I know this comes up from time to time, but the longer I teach, the more I doubt if most people really have any idea what homework is supposed to accomplish.  My own kids bring home assignments that are largely busywork, and my peers (and I) often present work intended to add to further thought at home, but mostly create academic dishonesty or disparity without teaching much. The homework model we have been taught is archaic at best and at worst is elitist and maybe even racist.  To assume successful learning at home, one must assume there is a home, that it contains people who support schoolwork, that those people speak English and understand traditional American education, and that there is sufficient time for said homework to be done effectively.  Oh yeah, and it has to actually be designed to teach, enrich, or further the concept or lesson.  If that can’t be said for 100% of our students, then assigning homework us inherently unfair.  So how do we extend learning beyond the classroom?  We let students do it. Create blogs, Facebook pages, Twitter hashtags, discussion boards, side projects, and enrichment projects that students can make fit their life, rather than trying to make their life fit an expectation that is outdated.  Homeless students may stay late if something interesting was going on in the classroom after school.  Students without computer access may text answers to questions.  Even a student from the worst possible background can be sent to observe something and report back on it, or imagine.  Improvise, adapt, overcome, but don’t punish with homework.  And never, never, never grade it. If you don’t understand why, keep reading.

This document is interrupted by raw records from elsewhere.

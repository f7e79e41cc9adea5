//! OpenAI-compatible chat completions client

use std::time::Duration;

use async_trait::async_trait;
use serde::{Deserialize, Serialize};
use serde_json::json;

use super::{ModelClient, StageError, ValidationVerdict};
use crate::config::Config;

/// HTTP client for the configured chat-completions provider.
pub struct OpenAiClient {
    http: reqwest::Client,
    base_url: String,
    api_key: String,
}

#[derive(Debug, Serialize)]
struct ChatMessage<'a> {
    role: &'a str,
    content: &'a str,
}

#[derive(Debug, Deserialize)]
struct ChatChoice {
    message: ChatChoiceMessage,
}

#[derive(Debug, Deserialize)]
struct ChatChoiceMessage {
    content: Option<String>,
}

#[derive(Debug, Deserialize)]
struct ChatResponse {
    choices: Vec<ChatChoice>,
}

impl OpenAiClient {
    pub fn new(config: &Config) -> Self {
        let http = reqwest::Client::builder()
            .timeout(Duration::from_secs(config.stage_timeout_seconds))
            .build()
            .expect("Failed to create HTTP client");

        Self {
            http,
            base_url: config.model_api_base.trim_end_matches('/').to_string(),
            api_key: config.model_api_key.clone(),
        }
    }

    async fn chat(
        &self,
        model_id: &str,
        system_prompt: &str,
        user_content: &str,
        json_mode: bool,
    ) -> Result<String, StageError> {
        let url = format!("{}/chat/completions", self.base_url);

        let messages = vec![
            ChatMessage { role: "system", content: system_prompt },
            ChatMessage { role: "user", content: user_content },
        ];
        let mut body = json!({
            "model": model_id,
            "messages": messages,
        });
        if json_mode {
            body["response_format"] = json!({ "type": "json_object" });
        }

        let response = self
            .http
            .post(&url)
            .bearer_auth(&self.api_key)
            .json(&body)
            .send()
            .await
            .map_err(|e| StageError::Network(e.to_string()))?;

        if !response.status().is_success() {
            let status = response.status().as_u16();
            let detail = response.text().await.unwrap_or_default();
            return Err(StageError::Network(format!(
                "provider returned {status}: {detail}"
            )));
        }

        let parsed: ChatResponse = response
            .json()
            .await
            .map_err(|e| StageError::BadResponse(e.to_string()))?;

        parsed
            .choices
            .into_iter()
            .next()
            .and_then(|c| c.message.content)
            .filter(|c| !c.is_empty())
            .ok_or_else(|| StageError::BadResponse("empty completion".to_string()))
    }
}

#[async_trait]
impl ModelClient for OpenAiClient {
    async fn validate(
        &self,
        model_id: &str,
        system_prompt: &str,
        query: &str,
    ) -> Result<ValidationVerdict, StageError> {
        let user_content = format!(
            "Is this a legitimate query for the knowledge base? \
             Respond as JSON with is_legitimate_query and reasoning. Query: '{query}'"
        );
        let content = self.chat(model_id, system_prompt, &user_content, true).await?;

        serde_json::from_str(&content)
            .map_err(|e| StageError::BadResponse(format!("invalid verdict payload: {e}")))
    }

    async fn answer(
        &self,
        model_id: &str,
        system_prompt: &str,
        query: &str,
    ) -> Result<String, StageError> {
        self.chat(model_id, system_prompt, query, false).await
    }
}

Like homework, it would be difficult to find someone who doesn’t grade assignments.  I do, and so does almost every teacher I know.  We have to quit.  Cold turkey.  It’s killing us as educators.  We have created this reward-based society on grades, and now students pursue grades (even if just passing ones) instead of learning.  We have, for decades, held grades, GPA’s and report marks over kids’ heads, and at this point I don’t think most teachers would know how to teach without them.  We didn’t start this fire, it’s been burning since before most of us have been in the profession.  But we can stop it, or at least harness it.  Grading homework is not assessment, it’s rewarding and punishing homework completion.  Learning should be authentic, and the measurement should be formative, frequent, and fair.  Use whatever numbers you need for your gradebook, but supplement it with a real assessment that parents want to hear.  What do they do, what do they know, what do they struggle with, what can they work on, what can they congratulate themselves on?  Maybe if teachers found better ways to identify learning successes, more parents would trust the teacher’s opinions.  After all, you don’t go to a doctor to have him read your test results.  You expect the doctor to make an individualized assessment of your situation, and explain it to you with a clear vision for what is to be done.  What about standardized tests then? Never mind them.  Great teachers who assess authentically generally have students who are better self-evaluators and are better prepared for tests anyway.  Leave high-stakes grading to the state and the district.  Make sure your students know that the real assessment is when they can clearly show what they have learned in multiple ways.

Not to sound preachy. In truth, these are my own challenges.  I simply suspect that unless we find ways to pry free of the constraints of the some of the 20th Century models while not throwing the baby out with the bath water, we may become the problem instead of the solution.  I welcome your thoughts.